In the first review, the authors conclude the technique is "unnecessary and inadvisable." The review cites studies that have suggested an association between spinal manipulation and more intense injuries, including tearing of the artery, and even stroke.
The studies "provide consistent evidence of an association between neurovascular injury and recent exposure to cervical manipulation," Neil O'Connell, a lecturer at the center for research in rehabilitation at Brunel University in Uxbridge, and his colleagues wrote.
According to Overland, the most common side effect from manipulation is soreness, adding that other more serious side effects are extremely rare.
The second study review suggests there are benefits to the technique, especially when used together with other pain relieving methods, such as exercise.
"We say no to abandoning manipulation and yes to more rigorous research on the benefits and harms of this and other common interventions for neck pain," David Cassidy, a professor in the department of epidemiology at the Dalla Lana School of Public Health at the University of Toronto, and his colleagues wrote.
According to Dr.
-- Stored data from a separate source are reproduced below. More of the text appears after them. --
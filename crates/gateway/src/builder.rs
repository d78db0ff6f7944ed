use std::sync::Arc;

use chatrouter_adapter::AdapterRegistry;
use chatrouter_audit::AuditStore;
use chatrouter_core::CircuitBreakerConfig;
use chatrouter_state::{RateLimiter, ResponseCache, StateStore, UnavailablePolicy};

use crate::circuit_breaker::CircuitBreakerRegistry;
use crate::dispatcher::Dispatcher;
use crate::egress::EgressRegistry;
use crate::error::GatewayError;
use crate::permissions::PermissionGate;
use crate::retry::RetryPolicy;

/// Fluent builder for constructing a [`Dispatcher`].
///
/// At minimum, a [`StateStore`], an [`AuditStore`], and a [`PermissionGate`]
/// must be supplied. All other fields have sensible defaults.
pub struct GatewayBuilder {
    state: Option<Arc<dyn StateStore>>,
    audit: Option<Arc<dyn AuditStore>>,
    permissions: Option<Arc<PermissionGate>>,
    adapters: AdapterRegistry,
    egress: EgressRegistry,
    circuit_breaker_config: CircuitBreakerConfig,
    retry_policy: RetryPolicy,
    response_cache_capacity: u64,
    unavailable_policy: UnavailablePolicy,
    command_prefixes: Vec<String>,
}

impl GatewayBuilder {
    #[must_use]
    pub fn new() -> Self {
        Self {
            state: None,
            audit: None,
            permissions: None,
            adapters: AdapterRegistry::new(),
            egress: EgressRegistry::new(),
            circuit_breaker_config: CircuitBreakerConfig::default(),
            retry_policy: RetryPolicy::default(),
            response_cache_capacity: 10_000,
            unavailable_policy: UnavailablePolicy::default(),
            command_prefixes: vec!["!".to_string()],
        }
    }

    /// Set the shared state store implementation.
    #[must_use]
    pub fn state(mut self, store: Arc<dyn StateStore>) -> Self {
        self.state = Some(store);
        self
    }

    /// Set the audit sink.
    #[must_use]
    pub fn audit(mut self, store: Arc<dyn AuditStore>) -> Self {
        self.audit = Some(store);
        self
    }

    /// Set the permission gate.
    #[must_use]
    pub fn permissions(mut self, gate: Arc<PermissionGate>) -> Self {
        self.permissions = Some(gate);
        self
    }

    /// Register an adapter instance.
    #[must_use]
    pub fn adapter(mut self, adapter: Arc<dyn chatrouter_adapter::DynAdapter>) -> Self {
        self.adapters.register(adapter);
        self
    }

    /// Register an egress delivery sink.
    #[must_use]
    pub fn egress_sink(mut self, sink: Arc<dyn crate::egress::EgressSink>) -> Self {
        self.egress.register(sink);
        self
    }

    /// Set the per-adapter circuit breaker configuration.
    #[must_use]
    pub fn circuit_breaker_config(mut self, config: CircuitBreakerConfig) -> Self {
        self.circuit_breaker_config = config;
        self
    }

    /// Set the adapter retry policy.
    #[must_use]
    pub fn retry_policy(mut self, policy: RetryPolicy) -> Self {
        self.retry_policy = policy;
        self
    }

    /// Set the response cache's maximum entry count.
    #[must_use]
    pub fn response_cache_capacity(mut self, capacity: u64) -> Self {
        self.response_cache_capacity = capacity;
        self
    }

    /// Set the rate limiter's store-unavailable policy.
    #[must_use]
    pub fn unavailable_policy(mut self, policy: UnavailablePolicy) -> Self {
        self.unavailable_policy = policy;
        self
    }

    /// Set the recognized command prefixes (default `["!"]`).
    #[must_use]
    pub fn command_prefixes(mut self, prefixes: Vec<String>) -> Self {
        self.command_prefixes = prefixes;
        self
    }

    /// Consume the builder and produce a configured [`Dispatcher`].
    ///
    /// Returns [`GatewayError::Configuration`] if required fields (state
    /// store, audit sink, permission gate) have not been set.
    pub fn build(self) -> Result<Dispatcher, GatewayError> {
        let state = self
            .state
            .ok_or_else(|| GatewayError::Configuration("state store is required".into()))?;
        let audit = self
            .audit
            .ok_or_else(|| GatewayError::Configuration("audit sink is required".into()))?;
        let permissions = self
            .permissions
            .ok_or_else(|| GatewayError::Configuration("permission gate is required".into()))?;

        Ok(Dispatcher {
            adapters: self.adapters,
            circuit_breakers: CircuitBreakerRegistry::new(self.circuit_breaker_config),
            permissions,
            rate_limiter: RateLimiter::new(state, self.unavailable_policy),
            cache: ResponseCache::new(self.response_cache_capacity),
            egress: self.egress,
            audit,
            retry_policy: self.retry_policy,
            command_prefixes: self.command_prefixes,
        })
    }
}

impl Default for GatewayBuilder {
    fn default() -> Self {
        Self::new()
    }
}

#[cfg(test)]
mod tests {
    use chatrouter_state::InMemoryStateStore;

    use super::*;

    #[test]
    fn missing_state_store_is_a_configuration_error() {
        let err = GatewayBuilder::new().build().unwrap_err();
        assert!(matches!(err, GatewayError::Configuration(_)));
    }

    #[tokio::test]
    async fn builder_produces_dispatcher_with_required_fields() {
        let store: Arc<dyn StateStore> = Arc::new(InMemoryStateStore::new());
        let audit: Arc<dyn AuditStore> = Arc::new(
            chatrouter_audit::AuditSink::spawn(16, 4, std::time::Duration::from_millis(10)),
        );
        let codec = chatrouter_core::ScopeEnvelopeCodec::new(b"test-secret-test-secret-32bytes");
        let revocation = Arc::new(chatrouter_state::RevocationList::new(store.clone()));
        let permissions = Arc::new(PermissionGate::new(codec, revocation));

        let result = GatewayBuilder::new()
            .state(store)
            .audit(audit)
            .permissions(permissions)
            .build();
        assert!(result.is_ok());
    }
}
Cain Dimon, physician director of the center for pain medicine at William Beaumont Hospitals in Royal Oak, Mich., spinal manipulation may be appropriate only after patients receive a full physical exam to detect the problem and undergo other types of treatments to relieve the pain first.
"I certainly don't dismiss chiropractic manipulation," said Dimon. "It can certainly help in some cases lower pain."
Overland said it's unlikely that a chiropractor would perform a spinal manipulation without first knowing the exact cause of pain.